=== Begin Enclosure ===
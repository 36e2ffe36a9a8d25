//! Due-date alerts.
//!
//! A periodic check walks the latest
//! snapshot and fires one notification
//! per `(task id, due timestamp)` pair
//! once the due time has passed. Which
//! pairs already fired is kept in a
//! [`NotifiedSet`] owned by the caller
//! for the lifetime of the session.

use std::collections::BTreeSet;
use std::fmt;

use chrono::{
  DateTime,
  Utc
};
use chrono_tz::Tz;
use serde::{
  Deserialize,
  Serialize
};
use starlist_shared::Task;

use crate::datetime::{
  format_local_display,
  parse_wire_timestamp
};

#[derive(
  Debug,
  Clone,
  Copy,
  PartialEq,
  Eq,
  Serialize,
  Deserialize,
)]
#[serde(rename_all = "lowercase")]
pub enum NotificationPermission {
  Unsupported,
  Default,
  Granted,
  Denied
}

/// What the permission banner should
/// offer.
#[derive(
  Debug, Clone, Copy, PartialEq, Eq,
)]
pub enum PermissionPrompt {
  Hidden,
  OfferOptIn,
  Blocked
}

impl NotificationPermission {
  pub fn as_label(
    self
  ) -> &'static str {
    match self {
      | Self::Default => {
        "Notifications are off. Enable \
         them to get an alert when a \
         task is due."
      }
      | Self::Granted => {
        "Notifications enabled"
      }
      | Self::Denied => {
        "Notifications are blocked. \
         Allow them in the site \
         settings of your browser."
      }
      | Self::Unsupported => {
        "Notifications unsupported"
      }
    }
  }

  pub fn allows_delivery(self) -> bool {
    self == Self::Granted
  }

  /// The opt-in is only offered while
  /// the user has not decided yet; it
  /// is never requested without a
  /// gesture.
  pub fn prompt(
    self
  ) -> PermissionPrompt {
    match self {
      | Self::Default => {
        PermissionPrompt::OfferOptIn
      }
      | Self::Denied => {
        PermissionPrompt::Blocked
      }
      | Self::Granted
      | Self::Unsupported => {
        PermissionPrompt::Hidden
      }
    }
  }
}

#[derive(
  Debug,
  Clone,
  PartialEq,
  Eq,
  Hash,
  PartialOrd,
  Ord,
)]
pub struct DueKey {
  pub task_id: String,
  pub due_at:  String
}

impl DueKey {
  pub fn for_task(task: &Task) -> Self {
    Self {
      task_id: task.id.clone(),
      due_at:  task.due_at.clone()
    }
  }
}

impl fmt::Display for DueKey {
  fn fmt(
    &self,
    f: &mut fmt::Formatter<'_>
  ) -> fmt::Result {
    write!(
      f,
      "{}|{}",
      self.task_id, self.due_at
    )
  }
}

/// Due events that already alerted the
/// user in this session.
#[derive(
  Debug, Clone, Default, PartialEq, Eq,
)]
pub struct NotifiedSet {
  keys: BTreeSet<DueKey>
}

impl NotifiedSet {
  pub fn new() -> Self {
    Self::default()
  }

  pub fn contains(
    &self,
    key: &DueKey
  ) -> bool {
    self.keys.contains(key)
  }

  /// Returns `false` when the key was
  /// already present.
  pub fn insert(
    &mut self,
    key: DueKey
  ) -> bool {
    self.keys.insert(key)
  }

  pub fn len(&self) -> usize {
    self.keys.len()
  }

  pub fn is_empty(&self) -> bool {
    self.keys.is_empty()
  }
}

#[derive(
  Debug, Clone, PartialEq, Eq,
)]
pub struct DueNotification {
  pub key:   DueKey,
  pub title: String,
  pub body:  String
}

/// Platform capability that displays
/// alerts.
pub trait Notifier {
  fn permission(
    &self
  ) -> NotificationPermission;

  fn show(
    &self,
    notification: &DueNotification
  ) -> anyhow::Result<()>;
}

/// Tasks whose due event should fire
/// now and has not fired yet. Does not
/// touch `notified`.
pub fn collect_due_notifications(
  tasks: &[Task],
  now: DateTime<Utc>,
  timezone: Tz,
  title: &str,
  notified: &NotifiedSet
) -> Vec<DueNotification> {
  let mut events = Vec::new();

  for task in tasks {
    if task.completed || !task.has_due()
    {
      continue;
    }

    let Some(due) =
      parse_wire_timestamp(&task.due_at)
    else {
      tracing::debug!(
        task_id = %task.id,
        due_at = %task.due_at,
        "skipping malformed due \
         timestamp"
      );
      continue;
    };

    if due > now {
      continue;
    }

    let key = DueKey::for_task(task);
    if notified.contains(&key) {
      continue;
    }

    events.push(DueNotification {
      key,
      title: title.to_string(),
      body: format!(
        "{} - due: {}",
        task.text,
        format_local_display(
          due, timezone
        )
      )
    });
  }

  events
}

#[derive(Debug, Clone)]
pub struct DueAlerts {
  enabled:  bool,
  title:    String,
  timezone: Tz
}

impl DueAlerts {
  pub fn new(
    enabled: bool,
    title: impl Into<String>,
    timezone: Tz
  ) -> Self {
    Self {
      enabled,
      title: title.into(),
      timezone
    }
  }

  pub fn timezone(&self) -> Tz {
    self.timezone
  }

  /// One periodic evaluation. Returns
  /// how many due events fired.
  ///
  /// Each key is recorded before its
  /// notification is handed to the
  /// platform, so a slow or failing
  /// display never produces a second
  /// alert for the same event.
  pub fn check<N>(
    &self,
    tasks: &[Task],
    now: DateTime<Utc>,
    notified: &mut NotifiedSet,
    notifier: &N
  ) -> usize
  where
    N: Notifier + ?Sized
  {
    if !self.enabled {
      return 0;
    }

    let permission =
      notifier.permission();
    if !permission.allows_delivery() {
      tracing::trace!(
        ?permission,
        "skipping due check because \
         permission is not granted"
      );
      return 0;
    }

    let events =
      collect_due_notifications(
        tasks,
        now,
        self.timezone,
        &self.title,
        notified
      );

    for event in &events {
      notified.insert(event.key.clone());
      match notifier.show(event) {
        | Ok(()) => {
          tracing::info!(
            key = %event.key,
            "emitted due notification"
          );
        }
        | Err(error) => {
          tracing::error!(
            key = %event.key,
            error = %error,
            "failed to emit due \
             notification"
          );
        }
      }
    }

    events.len()
  }
}

#[cfg(test)]
mod tests {
  use std::cell::RefCell;

  use anyhow::anyhow;
  use chrono::{
    Duration,
    TimeZone
  };

  use super::*;

  struct RecordingNotifier {
    permission: NotificationPermission,
    fail:       bool,
    shown: RefCell<Vec<DueNotification>>
  }

  impl RecordingNotifier {
    fn granted() -> Self {
      Self::with(
        NotificationPermission::Granted
      )
    }

    fn with(
      permission: NotificationPermission
    ) -> Self {
      Self {
        permission,
        fail: false,
        shown: RefCell::new(Vec::new())
      }
    }

    fn shown(&self) -> usize {
      self.shown.borrow().len()
    }
  }

  impl Notifier for RecordingNotifier {
    fn permission(
      &self
    ) -> NotificationPermission {
      self.permission
    }

    fn show(
      &self,
      notification: &DueNotification
    ) -> anyhow::Result<()> {
      self
        .shown
        .borrow_mut()
        .push(notification.clone());
      if self.fail {
        return Err(anyhow!(
          "display failed"
        ));
      }
      Ok(())
    }
  }

  fn at(raw: &str) -> DateTime<Utc> {
    parse_wire_timestamp(raw)
      .expect("valid timestamp")
  }

  fn due_task(
    id: &str,
    due_at: &str
  ) -> Task {
    Task {
      id: id.to_string(),
      text: format!("task {id}"),
      due_at: due_at.to_string(),
      ..Task::default()
    }
  }

  fn alerts() -> DueAlerts {
    DueAlerts::new(
      true,
      "Task due",
      chrono_tz::UTC
    )
  }

  #[test]
  fn overdue_task_fires_once() {
    let tasks = vec![due_task(
      "a",
      "2024-01-01T09:00:00Z"
    )];
    let notifier =
      RecordingNotifier::granted();
    let mut notified = NotifiedSet::new();

    let fired = alerts().check(
      &tasks,
      at("2024-01-01T09:00:01Z"),
      &mut notified,
      &notifier
    );
    assert_eq!(fired, 1);
    assert_eq!(notifier.shown(), 1);

    let fired = alerts().check(
      &tasks,
      at("2024-01-01T09:00:02Z"),
      &mut notified,
      &notifier
    );
    assert_eq!(fired, 0);
    assert_eq!(notifier.shown(), 1);
  }

  #[test]
  fn thousands_of_checks_still_fire_once(
  ) {
    let tasks = vec![
      due_task(
        "a",
        "2024-01-01T09:00:00Z"
      ),
      due_task(
        "b",
        "2024-01-01T09:30:00Z"
      ),
    ];
    let notifier =
      RecordingNotifier::granted();
    let mut notified = NotifiedSet::new();
    let start = at("2024-01-01T08:59:00Z");

    for tick in 0..5_000_i64 {
      alerts().check(
        &tasks,
        start + Duration::seconds(tick),
        &mut notified,
        &notifier
      );
    }

    assert_eq!(notifier.shown(), 2);
    assert_eq!(notified.len(), 2);
  }

  #[test]
  fn future_completed_and_undated_tasks_are_skipped(
  ) {
    let mut done = due_task(
      "done",
      "2024-01-01T08:00:00Z"
    );
    done.completed = true;
    let tasks = vec![
      done,
      due_task(
        "later",
        "2024-01-01T10:00:00Z"
      ),
      due_task("none", ""),
      due_task("junk", "tomorrow-ish"),
    ];
    let notifier =
      RecordingNotifier::granted();
    let mut notified = NotifiedSet::new();

    let fired = alerts().check(
      &tasks,
      at("2024-01-01T09:00:00Z"),
      &mut notified,
      &notifier
    );
    assert_eq!(fired, 0);
    assert!(notified.is_empty());
  }

  #[test]
  fn due_exactly_now_fires() {
    let tasks = vec![due_task(
      "a",
      "2024-01-01T09:00:00Z"
    )];
    let events =
      collect_due_notifications(
        &tasks,
        at("2024-01-01T09:00:00Z"),
        chrono_tz::UTC,
        "Task due",
        &NotifiedSet::new()
      );
    assert_eq!(events.len(), 1);
    assert_eq!(
      events[0].body,
      "task a - due: 2024-01-01 09:00:00"
    );
  }

  #[test]
  fn changing_due_date_makes_task_eligible_again(
  ) {
    let notifier =
      RecordingNotifier::granted();
    let mut notified = NotifiedSet::new();
    let mut tasks = vec![due_task(
      "a",
      "2024-01-01T09:00:00Z"
    )];

    alerts().check(
      &tasks,
      at("2024-01-01T09:00:05Z"),
      &mut notified,
      &notifier
    );
    tasks[0].due_at =
      "2024-01-01T09:01:00.000Z"
        .to_string();
    alerts().check(
      &tasks,
      at("2024-01-01T09:01:00Z"),
      &mut notified,
      &notifier
    );

    assert_eq!(notifier.shown(), 2);
  }

  #[test]
  fn cleared_due_date_is_never_eligible(
  ) {
    let notifier =
      RecordingNotifier::granted();
    let mut notified = NotifiedSet::new();
    let tasks = vec![due_task("a", "")];

    let fired = alerts().check(
      &tasks,
      at("2030-01-01T00:00:00Z"),
      &mut notified,
      &notifier
    );
    assert_eq!(fired, 0);
  }

  #[test]
  fn nothing_fires_or_is_marked_without_permission(
  ) {
    let tasks = vec![due_task(
      "a",
      "2024-01-01T09:00:00Z"
    )];
    let now = at("2024-01-01T09:00:01Z");
    let mut notified = NotifiedSet::new();

    for permission in [
      NotificationPermission::Default,
      NotificationPermission::Denied,
      NotificationPermission::Unsupported,
    ] {
      let notifier =
        RecordingNotifier::with(permission);
      let fired = alerts().check(
        &tasks,
        now,
        &mut notified,
        &notifier
      );
      assert_eq!(fired, 0);
      assert_eq!(notifier.shown(), 0);
    }
    assert!(notified.is_empty());

    let notifier =
      RecordingNotifier::granted();
    alerts().check(
      &tasks,
      now,
      &mut notified,
      &notifier
    );
    assert_eq!(notifier.shown(), 1);
  }

  #[test]
  fn failed_display_still_marks_the_key(
  ) {
    let tasks = vec![due_task(
      "a",
      "2024-01-01T09:00:00Z"
    )];
    let mut notifier =
      RecordingNotifier::granted();
    notifier.fail = true;
    let mut notified = NotifiedSet::new();

    for _ in 0..3 {
      alerts().check(
        &tasks,
        at("2024-01-01T09:05:00Z"),
        &mut notified,
        &notifier
      );
    }

    assert_eq!(notifier.shown(), 1);
    assert!(notified.contains(
      &DueKey::for_task(&tasks[0])
    ));
  }

  #[test]
  fn disabled_alerts_do_nothing() {
    let tasks = vec![due_task(
      "a",
      "2024-01-01T09:00:00Z"
    )];
    let notifier =
      RecordingNotifier::granted();
    let mut notified = NotifiedSet::new();

    let fired = DueAlerts::new(
      false,
      "Task due",
      chrono_tz::UTC
    )
    .check(
      &tasks,
      at("2024-01-01T10:00:00Z"),
      &mut notified,
      &notifier
    );
    assert_eq!(fired, 0);
    assert_eq!(notifier.shown(), 0);
  }

  #[test]
  fn body_uses_viewer_timezone() {
    let tokyo: Tz = "Asia/Tokyo"
      .parse()
      .expect("known timezone");
    let tasks = vec![due_task(
      "a",
      "2024-01-01T09:00:00Z"
    )];
    let events =
      collect_due_notifications(
        &tasks,
        Utc
          .with_ymd_and_hms(
            2024, 1, 2, 0, 0, 0
          )
          .single()
          .expect("valid instant"),
        tokyo,
        "Task due",
        &NotifiedSet::new()
      );
    assert_eq!(
      events[0].body,
      "task a - due: 2024-01-01 18:00:00"
    );
  }

  #[test]
  fn prompt_follows_permission() {
    assert_eq!(
      NotificationPermission::Default
        .prompt(),
      PermissionPrompt::OfferOptIn
    );
    assert_eq!(
      NotificationPermission::Denied
        .prompt(),
      PermissionPrompt::Blocked
    );
    assert_eq!(
      NotificationPermission::Granted
        .prompt(),
      PermissionPrompt::Hidden
    );
    assert_eq!(
      NotificationPermission::Unsupported
        .prompt(),
      PermissionPrompt::Hidden
    );
  }
}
=== End Enclosure ===
* WORK INSTRUCTION
The lines to copy run from the start of the records above through the line holding "pub fn for_task(task: &Task)"; give them exactly, both ends included, and nothing else.

* WRITTEN SOLUTION
repository 36e2ffe36a9a8d25
//! Due-date alerts.
//!
//! A periodic check walks the latest
//! snapshot and fires one notification
//! per `(task id, due timestamp)` pair
//! once the due time has passed. Which
//! pairs already fired is kept in a
//! [`NotifiedSet`] owned by the caller
//! for the lifetime of the session.

use std::collections::BTreeSet;
use std::fmt;

use chrono::{
  DateTime,
  Utc
};
use chrono_tz::Tz;
use serde::{
  Deserialize,
  Serialize
};
use starlist_shared::Task;

use crate::datetime::{
  format_local_display,
  parse_wire_timestamp
};

#[derive(
  Debug,
  Clone,
  Copy,
  PartialEq,
  Eq,
  Serialize,
  Deserialize,
)]
#[serde(rename_all = "lowercase")]
pub enum NotificationPermission {
  Unsupported,
  Default,
  Granted,
  Denied
}

/// What the permission banner should
/// offer.
#[derive(
  Debug, Clone, Copy, PartialEq, Eq,
)]
pub enum PermissionPrompt {
  Hidden,
  OfferOptIn,
  Blocked
}

impl NotificationPermission {
  pub fn as_label(
    self
  ) -> &'static str {
    match self {
      | Self::Default => {
        "Notifications are off. Enable \
         them to get an alert when a \
         task is due."
      }
      | Self::Granted => {
        "Notifications enabled"
      }
      | Self::Denied => {
        "Notifications are blocked. \
         Allow them in the site \
         settings of your browser."
      }
      | Self::Unsupported => {
        "Notifications unsupported"
      }
    }
  }

  pub fn allows_delivery(self) -> bool {
    self == Self::Granted
  }

  /// The opt-in is only offered while
  /// the user has not decided yet; it
  /// is never requested without a
  /// gesture.
  pub fn prompt(
    self
  ) -> PermissionPrompt {
    match self {
      | Self::Default => {
        PermissionPrompt::OfferOptIn
      }
      | Self::Denied => {
        PermissionPrompt::Blocked
      }
      | Self::Granted
      | Self::Unsupported => {
        PermissionPrompt::Hidden
      }
    }
  }
}

#[derive(
  Debug,
  Clone,
  PartialEq,
  Eq,
  Hash,
  PartialOrd,
  Ord,
)]
pub struct DueKey {
  pub task_id: String,
  pub due_at:  String
}

impl DueKey {
  pub fn for_task(task: &Task) -> Self {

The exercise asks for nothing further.